I In the West, an adoptee from Asia is constantly reminded that he or she doesn’t belong there because of the colour of their skin, features, height and mannerisms. Some grow up being ridiculed for looking different.

That’s exactly what this Tamil boy from Pondicherry, Sam (name changed on request), now 35 years of age, felt growing up in Belgium. He was all of eight years when he was given away for adoption by his uncle. After the demise of Sam’s parents, his uncle, who is an influential local politician, didn’t want to share the ancestral property with his nephew. To ensure that, he got Sam kidnapped and arranged for his adoption.

Sam has been staying in Pondicherry since the last few years and likes it there. He has an odd job with a travel agency to support his stay. He hasn’t asserted his claim to his father’s property as he is scared for his life. But it’s not just about losing property —his life got derailed, he lost his mother tongue. Since he’s back, he has learned Tamil but speaks with an accent that makes him stand out among the natives. He even has problems dating local girls, for though he looks like a native, he speaks differently. His struggle is far from over.

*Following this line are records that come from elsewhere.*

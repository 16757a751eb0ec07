//! Incomplete tool-call detection and the corrective retry protocol.
//!
//! Streaming cutoffs produce tool calls whose required parameters are
//! absent, null, or empty. Those are not errors: the turn is discarded
//! and the model is asked to re-issue the calls, up to a bounded number
//! of attempts. Past the bound the batch degrades to synthetic results
//! instead of failing the run.

use std::collections::HashMap;

use serde_json::Value;

use crate::ai::types::{Content, Message, ToolCall};

/// Corrective retries before a batch degrades to synthetic results.
pub const DEFAULT_MAX_TOOL_RETRIES: usize = 2;

/// Retry counter for one run. Resets on every cleanly-validated batch.
#[derive(Debug, Default)]
pub(crate) struct RetryState {
    pub count: usize,
}

/// One tool call flagged incomplete, with the parameters it is missing.
#[derive(Debug, Clone, PartialEq)]
pub(crate) struct IncompleteCall {
    pub tool_use_id: String,
    pub tool_name: String,
    pub missing: Vec<String>,
}

/// Check every call in the batch against the required-parameter table.
pub(crate) fn find_incomplete_calls(
    calls: &[ToolCall],
    required: &HashMap<String, Vec<String>>,
) -> Vec<IncompleteCall> {
    let mut incomplete = Vec::new();

    for call in calls {
        let Some(params) = required.get(&call.name) else {
            continue;
        };

        let missing: Vec<String> = params
            .iter()
            .filter(|param| is_missing(&call.arguments, param))
            .cloned()
            .collect();

        if !missing.is_empty() {
            incomplete.push(IncompleteCall {
                tool_use_id: call.id.clone(),
                tool_name: call.name.clone(),
                missing,
            });
        }
    }

    incomplete
}

/// A parameter is missing if it is absent, null, or an empty string.
/// Non-object arguments (a truncated stream parses to nothing useful)
/// mean every required parameter is missing.
fn is_missing(arguments: &Value, param: &str) -> bool {
    if !arguments.is_object() {
        return true;
    }
    match arguments.get(param) {
        None | Some(Value::Null) => true,
        Some(Value::String(s)) => s.is_empty(),
        Some(_) => false,
    }
}

/// Corrective user-role instruction naming the missing parameters.
/// Wording escalates from the second attempt and adds size-limit
/// guidance, since repeated truncation usually means oversized values.
pub(crate) fn corrective_message(incomplete: &[IncompleteCall], attempt: usize) -> Message {
    let mut listing = String::new();
    for call in incomplete {
        listing.push_str(&format!(
            "- `{}` is missing: {}\n",
            call.tool_name,
            call.missing
                .iter()
                .map(|p| format!("`{p}`"))
                .collect::<Vec<_>>()
                .join(", ")
        ));
    }

    let text = if attempt <= 1 {
        format!(
            "Your tool calls were incomplete — required parameters were \
             missing or empty:\n{listing}\
             Re-issue the affected tool calls with every required parameter \
             filled in."
        )
    } else {
        format!(
            "IMPORTANT: your tool calls are STILL incomplete after a retry:\n{listing}\
             This usually means a parameter value was too large and the call \
             was cut off. Re-issue the calls with ALL required parameters, \
             and keep each parameter small — split large writes into several \
             smaller calls if needed."
        )
    };

    Message::user(text)
}

/// Synthetic results for a batch abandoned after exhausting retries.
///
/// Flagged calls get error results; calls that were complete get neutral
/// results, so every tool-use id still receives exactly one tool result
/// and the next provider call stays protocol-valid.
pub(crate) fn degraded_results(
    calls: &[ToolCall],
    incomplete: &[IncompleteCall],
    retries: usize,
) -> Vec<Content> {
    calls
        .iter()
        .map(|call| {
            let flagged = incomplete.iter().find(|c| c.tool_use_id == call.id);
            match flagged {
                Some(c) => Content::ToolResult {
                    tool_use_id: call.id.clone(),
                    output: Value::String(format!(
                        "skipped after {retries} retries: required parameters still missing ({})",
                        c.missing.join(", ")
                    )),
                    is_error: Some(true),
                },
                None => Content::ToolResult {
                    tool_use_id: call.id.clone(),
                    output: Value::String(
                        "not executed: the batch was abandoned after repeated incomplete tool calls"
                            .to_string(),
                    ),
                    is_error: None,
                },
            }
        })
        .collect()
}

Another girl, now 40, claims to be the daughter of a popular politician who died an unnatural death. He fathered her before he was married. Later, she was given away for adoption in India. She was told about her father by a relative before he expired. Since then, she’s been fighting a legal battle for her rights. The matter is sub judice and she wants no publicity at this stage.

Jessica Kamalini Lindher is 36-year-old teacher from Sweden, and last year came to Delhi for the third time in the quest for her biological parents. She might never meet her biological parents, despite her 10-year long search. But last year, when she was in Delhi with her Australian husband and their two children, she met the cop who found her lying on the steps of Sion hospital when she was a 17-month-old. She was later adopted by a Swedish couple in February 1982. Jessica doesn’t want her children to be disconnected from their culture and language, as she felt during her childhood.

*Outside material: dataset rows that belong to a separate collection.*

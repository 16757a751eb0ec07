//! SQLite connection and schema.

use std::path::Path;

use anyhow::{Context, Result};
use rusqlite::Connection;

/// Handle to the session database. Opened per operation; SQLite does
/// the heavy lifting for durability.
pub struct Database {
    conn: Connection,
}

impl Database {
    pub fn new(path: &Path) -> Result<Self> {
        if let Some(parent) = path.parent() {
            if !parent.as_os_str().is_empty() {
                std::fs::create_dir_all(parent)
                    .with_context(|| format!("creating database directory {}", parent.display()))?;
            }
        }

        let conn = Connection::open(path)
            .with_context(|| format!("opening database {}", path.display()))?;
        conn.pragma_update(None, "foreign_keys", "ON")?;
        Self::migrate(&conn)?;
        Ok(Self { conn })
    }

    pub fn conn(&self) -> &Connection {
        &self.conn
    }

    fn migrate(conn: &Connection) -> Result<()> {
        conn.execute_batch(
            "CREATE TABLE IF NOT EXISTS sessions (
                id          TEXT PRIMARY KEY,
                title       TEXT NOT NULL,
                git_root    TEXT,
                created_at  TEXT NOT NULL,
                updated_at  TEXT NOT NULL
            );
            CREATE TABLE IF NOT EXISTS messages (
                id          INTEGER PRIMARY KEY AUTOINCREMENT,
                session_id  TEXT NOT NULL REFERENCES sessions(id) ON DELETE CASCADE,
                role        TEXT NOT NULL,
                content     TEXT NOT NULL,
                created_at  TEXT NOT NULL
            );
            CREATE INDEX IF NOT EXISTS idx_messages_session
                ON messages(session_id);",
        )?;
        Ok(())
    }
}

Anjali Pawar, an advocate, traced Gaonkar—the cop who found Jessica abandoned. But, unfortunately, Gaonkar had no knowledge of her biological parents even though he did make enquires after finding Jessica abandoned.

So they continue to live tormented lives, always seeking, never quite fitting in. Though they may have had all the creature comforts growing up, a significant piece in the jigsaw puzzle is missing. There’s a sort of disengagement with the adopted country, and the country of birth seems alien. Language is also a formidable barrier. Arun Dhole and Anjali Pawar have helped many adopted children trace their biological parents. It’s tragic, though tearful, that when they meet they hardly can communicate, for they usually speak different languages.

If the allegation about Imran Khan’s children out of wedlock is true, the identity of his Indian children will, in all likelihood, remain a secret. But in some foreign country, they might be grappling with an identity crisis.